*Task statement*
Filter the material, keeping only lines with the word "entries".

======== Data for review

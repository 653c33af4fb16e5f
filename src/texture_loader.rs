use std::fs;
use std::io::Cursor;
use std::path::{Path, PathBuf};

use anyhow::{Context, Result, anyhow};
use exif::{In, Reader, Tag, Value};
use log::{debug, warn};
use raylib::prelude::*;

const IMAGE_EXTENSIONS: [&str; 5] = ["png", "jpg", "jpeg", "bmp", "gif"];

pub fn is_image_path(path: &Path) -> bool {
    path.extension()
        .and_then(|s| s.to_str())
        .map(|ext| IMAGE_EXTENSIONS.contains(&ext.to_lowercase().as_str()))
        .unwrap_or(false)
}

// --- Image files of a directory, sorted by file name ---
pub fn load_sorted_image_paths(dir_path: &Path) -> Result<Vec<PathBuf>> {
    let entries = fs::read_dir(dir_path)
        .with_context(|| format!("Failed to read directory {}", dir_path.display()))?;

    let mut paths = Vec::new();
    for entry in entries {
        let path = entry.context("Failed to read directory entry")?.path();
        if path.is_file() && is_image_path(&path) {
            paths.push(path);
        }
    }
    paths.sort_by(|a, b| a.file_name().cmp(&b.file_name()));

    if paths.is_empty() {
        warn!("No image files found in {}", dir_path.display());
    }
    Ok(paths)
}

/// EXIF orientation of a JPEG, 1 (upright) when absent or unreadable.
pub fn read_orientation(path: &Path, bytes: &[u8]) -> u16 {
    match Reader::new().read_from_container(&mut Cursor::new(bytes)) {
        Ok(exif) => match exif.get_field(Tag::Orientation, In::PRIMARY).map(|f| &f.value) {
            Some(Value::Short(values)) if !values.is_empty() => values[0],
            _ => 1,
        },
        Err(e) => {
            warn!("Could not read EXIF data for {}: {}", path.display(), e);
            1
        }
    }
}

// --- Load Image, Apply EXIF Rotation, Create Texture ---
pub fn load_texture_with_exif_rotation(
    rl: &mut RaylibHandle,
    thread: &RaylibThread,
    image_path: &Path,
) -> Result<Texture2D> {
    let file_bytes = fs::read(image_path)
        .with_context(|| format!("Failed to read file {}", image_path.display()))?;

    let extension = image_path
        .extension()
        .and_then(|s| s.to_str())
        .unwrap_or("")
        .to_lowercase();

    // Only JPEG carries orientation reliably
    let orientation = if extension == "jpg" || extension == "jpeg" {
        read_orientation(image_path, &file_bytes)
    } else {
        1
    };

    let mut image = Image::load_image_from_mem(&format!(".{}", extension), &file_bytes)
        .map_err(|e| anyhow!("Failed to decode {}: {}", image_path.display(), e))?;

    // 3 = 180 deg, 6 = 90 deg CW, 8 = 90 deg CCW; flips are ignored
    match orientation {
        3 => {
            image.rotate_cw();
            image.rotate_cw();
        }
        6 => image.rotate_cw(),
        8 => image.rotate_ccw(),
        _ => {}
    }
    if orientation != 1 {
        debug!("Applied EXIF orientation {} to {}", orientation, image_path.display());
    }

    let texture = rl
        .load_texture_from_image(thread, &image)
        .map_err(|e| anyhow!("Failed to create texture for {}: {}", image_path.display(), e))?;

    Ok(texture)
}

#[cfg(test)]
mod tests {
    use super::*;

    fn scratch_dir(name: &str) -> PathBuf {
        let dir = std::env::temp_dir().join(format!("slidedeck-{}-{}", name, std::process::id()));
        let _ = fs::remove_dir_all(&dir);
        fs::create_dir_all(&dir).unwrap();
        dir
    }

    #[test]
    fn recognises_image_extensions_case_insensitively() {
        assert!(is_image_path(Path::new("a/b/photo.JPG")));
        assert!(is_image_path(Path::new("photo.jpeg")));
        assert!(is_image_path(Path::new("photo.Png")));
        assert!(!is_image_path(Path::new("notes.txt")));
        assert!(!is_image_path(Path::new("no_extension")));
    }

    #[test]
    fn lists_images_sorted_by_name() {
        let dir = scratch_dir("sorted");
        for name in ["c.png", "a.jpg", "b.GIF", "readme.md"] {
            fs::write(dir.join(name), b"x").unwrap();
        }
        fs::create_dir_all(dir.join("nested.png")).unwrap();

        let names: Vec<String> = load_sorted_image_paths(&dir)
            .unwrap()
            .iter()
            .map(|p| p.file_name().unwrap().to_string_lossy().into_owned())
            .collect();
        assert_eq!(names, vec!["a.jpg", "b.GIF", "c.png"]);

        fs::remove_dir_all(&dir).unwrap();
    }

    #[test]
    fn empty_directory_is_not_an_error() {
        let dir = scratch_dir("empty");
        assert!(load_sorted_image_paths(&dir).unwrap().is_empty());
        fs::remove_dir_all(&dir).unwrap();
    }

    #[test]
    fn missing_directory_is_an_error() {
        let missing = std::env::temp_dir().join("slidedeck-does-not-exist-1b2c");
        assert!(load_sorted_image_paths(&missing).is_err());
    }

    #[test]
    fn garbage_bytes_default_to_upright() {
        assert_eq!(read_orientation(Path::new("x.jpg"), b"not a jpeg"), 1);
    }
}
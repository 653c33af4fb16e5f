use raylib::prelude::*;
use slidedeck::constants::*;
use slidedeck::{DeckError, Indicator, IndicatorHost};

/// A clickable position dot.
#[derive(Debug, Clone)]
pub struct Dot {
    pub center: Vector2,
    pub radius: f32,
    pub active: bool,
}

impl Dot {
    pub fn contains(&self, point: Vector2) -> bool {
        // Slightly larger than the dot so it is easy to hit
        let reach = self.radius * 1.5;
        let dx = point.x - self.center.x;
        let dy = point.y - self.center.y;
        dx * dx + dy * dy <= reach * reach
    }

    pub fn draw(&self, d: &mut RaylibDrawHandle) {
        if self.active {
            d.draw_circle_v(self.center, self.radius, Color::WHITE);
        } else {
            d.draw_circle_v(self.center, self.radius, Color::new(255, 255, 255, 90));
        }
    }
}

impl Indicator for Dot {
    fn set_active(&mut self, active: bool) {
        self.active = active;
    }
}

/// Horizontal strip the dots are laid out in, centered on `center_x`.
#[derive(Debug, Clone)]
pub struct DotStrip {
    pub center_x: f32,
    pub y: f32,
    pub max_width: f32,
}

impl DotStrip {
    pub fn new(center_x: f32, y: f32, max_width: f32) -> Self {
        Self { center_x, y, max_width }
    }

    fn required_width(count: usize) -> f32 {
        count.saturating_sub(1) as f32 * DOT_SPACING + DOT_RADIUS * 2.0
    }
}

impl IndicatorHost for DotStrip {
    type Indicator = Dot;

    fn create_indicator(&mut self, index: usize, count: usize) -> slidedeck::Result<Dot> {
        let width = Self::required_width(count);
        if width > self.max_width {
            return Err(DeckError::IndicatorUnavailable(format!(
                "{} dots need {}px but the strip is {}px wide",
                count, width, self.max_width
            )));
        }

        let first_x = self.center_x - count.saturating_sub(1) as f32 * DOT_SPACING * 0.5;
        Ok(Dot {
            center: Vector2::new(first_x + index as f32 * DOT_SPACING, self.y),
            radius: DOT_RADIUS,
            active: false,
        })
    }
}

================

*Solution for this task*
    let entries = fs::read_dir(dir_path)
    for entry in entries {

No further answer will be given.